Category Archives: Uncategorized

Cobwebs

I’ve upgraded the blog software and moved this much neglected blog to a new host.  I was curious to see which of the old posts were popular over the years and so here’s a sampling:

PlayShinro.com launch

I’ve finally finished the web site for my new book of puzzles.

Go there and check out the book. You can even download a free edition!

United we stand

You enter a contest. A million dollars is at stake. Forty-one thousand teams from 186 different countries are clamoring for the prize and the glory. You edge into the top 5 contestants, but there is only one prize, and one winner. Second place is the first loser. What do you do?

Team up with the winners, of course.

The Netflix Prize is a competition that is awarding $1,000,000 to whomever can come up with the best improvement to their movie recommendation engine. Their system looks at the massive amounts of movie rental data to try to predict how well users will like other movies. For example, if you like Coraline, you may also like Sweeney Todd. But Netflix’s recommendation engine isn’t great at making predictions, so they decided to offer a bounty to anyone who could come up with a system that has a verifiable 10% improvement to Netflix’s prediction accuracy.

The contest recently ended with two teams jockeying for the prize. During the two and a half years the contest has been active, several individuals and small groups dominated the contest leaderboard;, with competition among 41,000 teams from 186 different countries. The competition became fierce, resulting in coalitions forming. The team “BellKor’s Pragmatic Chaos” formed from the separate teams “BellKor” (part of the Statistics Research Group in AT&T labs), “BigChaos” (a group of folks who specialize in building recommender systems), and “PragmaticTheory” (two Canadian engineers with no formal machine learning or mathematics training). Another conglomerate team, “The Ensemble“, is made up of “Grand Prize Team” (itself a coalition of members combining strategies to win the prize), “Vandelay Industries (another mish-mash of volunteers)”, and “Opera Solutions“.

;

At first, it looked like BellKor’s Pragmatic Chaos won. But now it looks like The Ensemble won. Netflix says it will verify and announce the winner in a few weeks.

Who the hell cares? Why is this interesting in the slightest? Ten percent seems so insignificant.

Well, predicting human behavior seems impossible. But this contest has clearly shown that some amount of improvement in prediction of complicated human behavior is indeed possible. And what’s really interesting about the winning teams is that no single machine learning or statistical technique dominates by itself. Each of the winning teams “blends” a lot of different approaches into a single prediction engine.

Artificial neural networks. Singular value decomposition. Restricted Boltzmann Machines. K-Nearest Neighbor Algorithms. Nonnegative matrix factorization. These are all important algorithms and techniques, but they aren’t best in isolation. Blending is key. Even the teams in the contest were blended together.

United we stand.

Each technique has its strengths and weaknesses. Where one predictor fails, another can take up the slack with its own unique take on the problem.

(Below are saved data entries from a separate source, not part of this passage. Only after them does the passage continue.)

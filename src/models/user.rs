//! User model

use std::fmt;
use std::str::FromStr;
use serde::{Deserialize, Serialize};
use chrono::{DateTime, Utc};
use sqlx::FromRow;
use crate::models::subscription::SubscriptionStatus;
use crate::utils::helpers::bytes_from_db;

/// Access level; ordered so that `User < Manager < Admin`
#[derive(Debug, Clone, Copy, PartialEq, Eq, PartialOrd, Ord, Hash, Serialize, Deserialize, sqlx::Type)]
#[sqlx(type_name = "user_role", rename_all = "lowercase")]
#[serde(rename_all = "lowercase")]
pub enum Role {
    User,
    Manager,
    Admin,
}

impl Role {
    pub fn is_manager(self) -> bool {
        self >= Role::Manager
    }

    pub fn is_admin(self) -> bool {
        self == Role::Admin
    }

    pub fn as_str(self) -> &'static str {
        match self {
            Role::User => "user",
            Role::Manager => "manager",
            Role::Admin => "admin",
        }
    }
}

impl fmt::Display for Role {
    fn fmt(&self, f: &mut fmt::Formatter<'_>) -> fmt::Result {
        f.write_str(self.as_str())
    }
}

impl FromStr for Role {
    type Err = String;

    fn from_str(s: &str) -> Result<Self, Self::Err> {
        match s.to_lowercase().as_str() {
            "user" => Ok(Role::User),
            "manager" => Ok(Role::Manager),
            "admin" => Ok(Role::Admin),
            other => Err(format!("unknown role: {}", other)),
        }
    }
}

#[derive(Debug, Clone, Serialize, Deserialize, FromRow)]
pub struct User {
    pub id: i64,
    pub telegram_id: i64,
    pub username: Option<String>,
    pub first_name: Option<String>,
    pub role: Role,
    pub is_blocked: bool,
    pub data_limit_bytes: i64,
    pub used_bytes: i64,
    pub expires_at: Option<DateTime<Utc>>,
    pub is_trial: bool,
    pub trial_expiry: Option<DateTime<Utc>>,
    pub trial_activated: bool,
    pub invited_by: Option<i64>,
    pub panel_uuid: Option<String>,
    pub panel_sync_pending: bool,
    pub created_at: DateTime<Utc>,
    pub updated_at: DateTime<Utc>,
}

/// What a user is currently allowed to consume
#[derive(Debug, Clone, PartialEq, Eq, Serialize, Deserialize)]
pub struct Entitlement {
    pub status: Option<SubscriptionStatus>,
    pub expires_at: Option<DateTime<Utc>>,
    pub data_limit_bytes: u64,
    pub used_bytes: u64,
    pub is_trial: bool,
}

impl Entitlement {
    pub fn is_live(&self) -> bool {
        matches!(self.status, Some(SubscriptionStatus::Active) | Some(SubscriptionStatus::Trial))
    }

    pub fn remaining_bytes(&self) -> u64 {
        self.data_limit_bytes.saturating_sub(self.used_bytes)
    }
}

impl User {
    pub fn data_limit(&self) -> u64 {
        bytes_from_db(self.data_limit_bytes)
    }

    pub fn used(&self) -> u64 {
        bytes_from_db(self.used_bytes)
    }

    pub fn display_name(&self) -> String {
        self.first_name
            .clone()
            .or_else(|| self.username.clone())
            .unwrap_or_else(|| self.telegram_id.to_string())
    }

    /// Entitlement derived from the user row at `now`
    ///
    /// Expiry is evaluated lazily: an entitlement past `expires_at` reports
    /// `Expired` whether or not the row has been swept.
    pub fn entitlement(&self, now: DateTime<Utc>) -> Entitlement {
        let status = match self.expires_at {
            None => None,
            Some(expires_at) if expires_at <= now => Some(SubscriptionStatus::Expired),
            Some(_) if self.is_trial => Some(SubscriptionStatus::Trial),
            Some(_) => Some(SubscriptionStatus::Active),
        };

        Entitlement {
            status,
            expires_at: self.expires_at,
            data_limit_bytes: self.data_limit(),
            used_bytes: self.used(),
            is_trial: self.is_trial,
        }
    }
}

#[derive(Debug, Clone, Serialize, Deserialize)]
pub struct CreateUserRequest {
    pub telegram_id: i64,
    pub username: Option<String>,
    pub first_name: Option<String>,
}

/// Aggregate counters for the admin dashboard
#[derive(Debug, Clone, Default, Serialize, Deserialize, FromRow)]
pub struct UserStats {
    pub total: i64,
    pub active: i64,
    pub trial: i64,
    pub blocked: i64,
}

#[cfg(test)]
mod tests {
    use super::*;
    use chrono::Duration;

    pub(crate) fn sample_user() -> User {
        let now = Utc::now();
        User {
            id: 1,
            telegram_id: 100,
            username: Some("alice".to_string()),
            first_name: None,
            role: Role::User,
            is_blocked: false,
            data_limit_bytes: 0,
            used_bytes: 0,
            expires_at: None,
            is_trial: false,
            trial_expiry: None,
            trial_activated: false,
            invited_by: None,
            panel_uuid: None,
            panel_sync_pending: false,
            created_at: now,
            updated_at: now,
        }
    }

    #[test]
    fn test_role_ordering() {
        assert!(Role::User < Role::Manager);
        assert!(Role::Manager < Role::Admin);
        assert!(Role::Admin.is_manager());
        assert!(!Role::User.is_manager());
        assert_eq!("Manager".parse::<Role>(), Ok(Role::Manager));
    }

    #[test]
    fn test_entitlement_without_subscription() {
        let user = sample_user();
        let ent = user.entitlement(Utc::now());
        assert_eq!(ent.status, None);
        assert!(!ent.is_live());
    }

    #[test]
    fn test_entitlement_expires_lazily() {
        let now = Utc::now();
        let mut user = sample_user();
        user.expires_at = Some(now - Duration::seconds(1));
        user.data_limit_bytes = 10;
        assert_eq!(user.entitlement(now).status, Some(SubscriptionStatus::Expired));

        user.expires_at = Some(now + Duration::days(1));
        user.is_trial = true;
        assert_eq!(user.entitlement(now).status, Some(SubscriptionStatus::Trial));
        assert_eq!(user.entitlement(now).remaining_bytes(), 10);
    }

    #[test]
    fn test_display_name_fallbacks() {
        let mut user = sample_user();
        assert_eq!(user.display_name(), "alice");
        user.username = None;
        assert_eq!(user.display_name(), "100");
    }
}
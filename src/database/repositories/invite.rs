//! Invite repository implementation

use sqlx::{PgConnection, PgPool};
use chrono::{DateTime, Utc};
use crate::database::connection::is_unique_violation;
use crate::models::invite::{Invite, InviteRedemption, CreateInviteRequest};
use crate::utils::errors::BotError;

const INVITE_COLUMNS: &str =
    "id, code, created_by, max_uses, used_count, is_active, expires_at, created_at, updated_at";

#[derive(Clone, Debug)]
pub struct InviteRepository {
    pool: PgPool,
}

impl InviteRepository {
    pub fn new(pool: PgPool) -> Self {
        Self { pool }
    }

    /// Create a new invite code
    pub async fn create(&self, request: CreateInviteRequest) -> Result<Invite, BotError> {
        sqlx::query_as::<_, Invite>(&format!(
            r#"
            INSERT INTO invites (code, created_by, max_uses, expires_at, created_at, updated_at)
            VALUES ($1, $2, $3, $4, $5, $5)
            RETURNING {INVITE_COLUMNS}
            "#
        ))
        .bind(&request.code)
        .bind(request.created_by)
        .bind(request.max_uses)
        .bind(request.expires_at)
        .bind(Utc::now())
        .fetch_one(&self.pool)
        .await
        .map_err(|e| {
            if is_unique_violation(&e) {
                BotError::Validation(format!("Invite code {} already exists", request.code))
            } else {
                BotError::Database(e)
            }
        })
    }

    pub async fn find_by_code(&self, code: &str) -> Result<Option<Invite>, BotError> {
        let mut conn = self.pool.acquire().await?;
        Self::find_by_code_in(&mut conn, code).await
    }

    /// Look up an invite by code on the given connection
    pub async fn find_by_code_in(conn: &mut PgConnection, code: &str) -> Result<Option<Invite>, BotError> {
        let invite = sqlx::query_as::<_, Invite>(&format!("SELECT {INVITE_COLUMNS} FROM invites WHERE code = $1"))
            .bind(code)
            .fetch_optional(conn)
            .await?;

        Ok(invite)
    }

    /// Invites created by a user, newest first
    pub async fn list_by_creator(&self, created_by: i64, limit: i64) -> Result<Vec<Invite>, BotError> {
        let invites = sqlx::query_as::<_, Invite>(&format!(
            "SELECT {INVITE_COLUMNS} FROM invites WHERE created_by = $1 ORDER BY created_at DESC LIMIT $2"
        ))
        .bind(created_by)
        .bind(limit)
        .fetch_all(&self.pool)
        .await?;

        Ok(invites)
    }

    /// Consume one use of an invite on the given connection
    ///
    /// The increment is a single conditional update, so concurrent callers can
    /// never push `used_count` past `max_uses`. The invite deactivates itself
    /// on its last use.
    pub async fn apply_invite_with(conn: &mut PgConnection, code: &str, now: DateTime<Utc>) -> Result<Invite, BotError> {
        let updated = sqlx::query_as::<_, Invite>(&format!(
            r#"
            UPDATE invites
            SET used_count = used_count + 1,
                is_active = (used_count + 1) < max_uses,
                updated_at = $2
            WHERE code = $1
              AND is_active
              AND used_count < max_uses
              AND (expires_at IS NULL OR expires_at > $2)
            RETURNING {INVITE_COLUMNS}
            "#
        ))
        .bind(code)
        .bind(now)
        .fetch_optional(&mut *conn)
        .await?;

        if let Some(invite) = updated {
            return Ok(invite);
        }

        Err(Self::diagnose(Self::find_by_code_in(conn, code).await?, code, now))
    }

    /// Explain why an invite could not be applied
    ///
    /// Checked in order: missing or switched off, expired, used up. A used-up
    /// invite is deactivated automatically, so it is not treated as switched off.
    fn diagnose(invite: Option<Invite>, code: &str, now: DateTime<Utc>) -> BotError {
        match invite {
            None => BotError::not_found("Invite", code),
            Some(invite) if !invite.is_active && !invite.is_exhausted() => BotError::not_found("Invite", code),
            Some(invite) if invite.is_expired(now) => BotError::Expired { entity: "Invite" },
            Some(invite) if invite.is_exhausted() => BotError::Exhausted { entity: "Invite" },
            Some(_) => BotError::not_found("Invite", code),
        }
    }

    /// Record that `user_id` redeemed the invite; `None` if already recorded
    pub async fn insert_redemption(conn: &mut PgConnection, invite_id: i64, user_id: i64) -> Result<Option<InviteRedemption>, BotError> {
        let redemption = sqlx::query_as::<_, InviteRedemption>(
            r#"
            INSERT INTO invite_redemptions (invite_id, user_id, created_at)
            VALUES ($1, $2, $3)
            ON CONFLICT (invite_id, user_id) DO NOTHING
            RETURNING id, invite_id, user_id, created_at
            "#
        )
        .bind(invite_id)
        .bind(user_id)
        .bind(Utc::now())
        .fetch_optional(conn)
        .await?;

        Ok(redemption)
    }

    pub async fn deactivate(&self, code: &str) -> Result<bool, BotError> {
        let result = sqlx::query("UPDATE invites SET is_active = FALSE, updated_at = $2 WHERE code = $1 AND is_active")
            .bind(code)
            .bind(Utc::now())
            .execute(&self.pool)
            .await?;

        Ok(result.rows_affected() > 0)
    }
}

#[cfg(test)]
mod tests {
    use super::*;
    use assert_matches::assert_matches;
    use chrono::Duration;

    fn invite(max_uses: i32, used_count: i32, is_active: bool, expires_at: Option<DateTime<Utc>>) -> Invite {
        let now = Utc::now();
        Invite {
            id: 1,
            code: "INV_abc123".to_string(),
            created_by: None,
            max_uses,
            used_count,
            is_active,
            expires_at,
            created_at: now,
            updated_at: now,
        }
    }

    #[test]
    fn test_diagnose_missing() {
        assert_matches!(
            InviteRepository::diagnose(None, "INV_zzz", Utc::now()),
            BotError::NotFound { entity: "Invite", .. }
        );
    }

    #[test]
    fn test_diagnose_expired_before_exhausted() {
        let now = Utc::now();
        let both = invite(1, 1, false, Some(now - Duration::days(1)));
        assert_matches!(InviteRepository::diagnose(Some(both), "INV_abc123", now), BotError::Expired { .. });

        // used up and auto-deactivated, still within its window
        let used_up = invite(1, 1, false, Some(now + Duration::days(1)));
        assert_matches!(InviteRepository::diagnose(Some(used_up), "INV_abc123", now), BotError::Exhausted { .. });
    }

    #[test]
    fn test_diagnose_expired_and_inactive() {
        let now = Utc::now();
        let expired = invite(5, 1, true, Some(now - Duration::seconds(1)));
        assert_matches!(InviteRepository::diagnose(Some(expired), "INV_abc123", now), BotError::Expired { .. });

        let disabled = invite(5, 1, false, None);
        assert_matches!(InviteRepository::diagnose(Some(disabled), "INV_abc123", now), BotError::NotFound { .. });

        let disabled_and_expired = invite(5, 1, false, Some(now - Duration::days(1)));
        assert_matches!(
            InviteRepository::diagnose(Some(disabled_and_expired), "INV_abc123", now),
            BotError::NotFound { .. }
        );
    }
}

BellKor, in their 2008 paper describing their approach, made the following conclusions about what was important in making predictions:

  • Movies are selected deliberately by users to be ranked. The movies are not randomly selected.
  • Temporal effects:
    • Movies go in and out of popularity over time.
    • User biases change. For example, a user may rate average movies “4 stars”, but later on decide to rate them “3 stars”.
    • User preferences change. For example, a user may like thrillers one year, then a year later become a fan of science fiction.
  • Not all data features are useful. For example, details about descriptions of movies were significant, and explained some user behaviors, but did not improve prediction accuracy.
  • Matrix factorization models were very popular in the contest. Variations of these models were very accurate compared to other models.
  • Neighborhood models and their variants were also popular.
  • For this problem, increasing the number of parameters in the models resulted in more accuracy. This is interesting, because usually when you add more parameters, you risk over-fitting the data. For example, a naive algorithm that has “shoe color” as an input parameter might see a bank that was robbed by someone wearing red shoes, and conclude that anyone wearing red shoes was a potential bank robber. For another classic example of over-fitting, see the Hidenburg Omen.
  • To make a great predictive system, use a few well-selected models. But to win a contest, small incremental improvements are needed, so you need to blend many models to refine the results.


;
RMSE (error) goes down as the number of blended predictors goes up. But the steepest reduction in error happens with only a handful of predictors — the rest of them only gradually draw down the error rate.

Yehuda Koren, one of the members of BellKor’s Pragmatic Chaos and a researcher for Yahoo! Israel, went on to publish another paper that goes into more juicy details about their team’s techniques.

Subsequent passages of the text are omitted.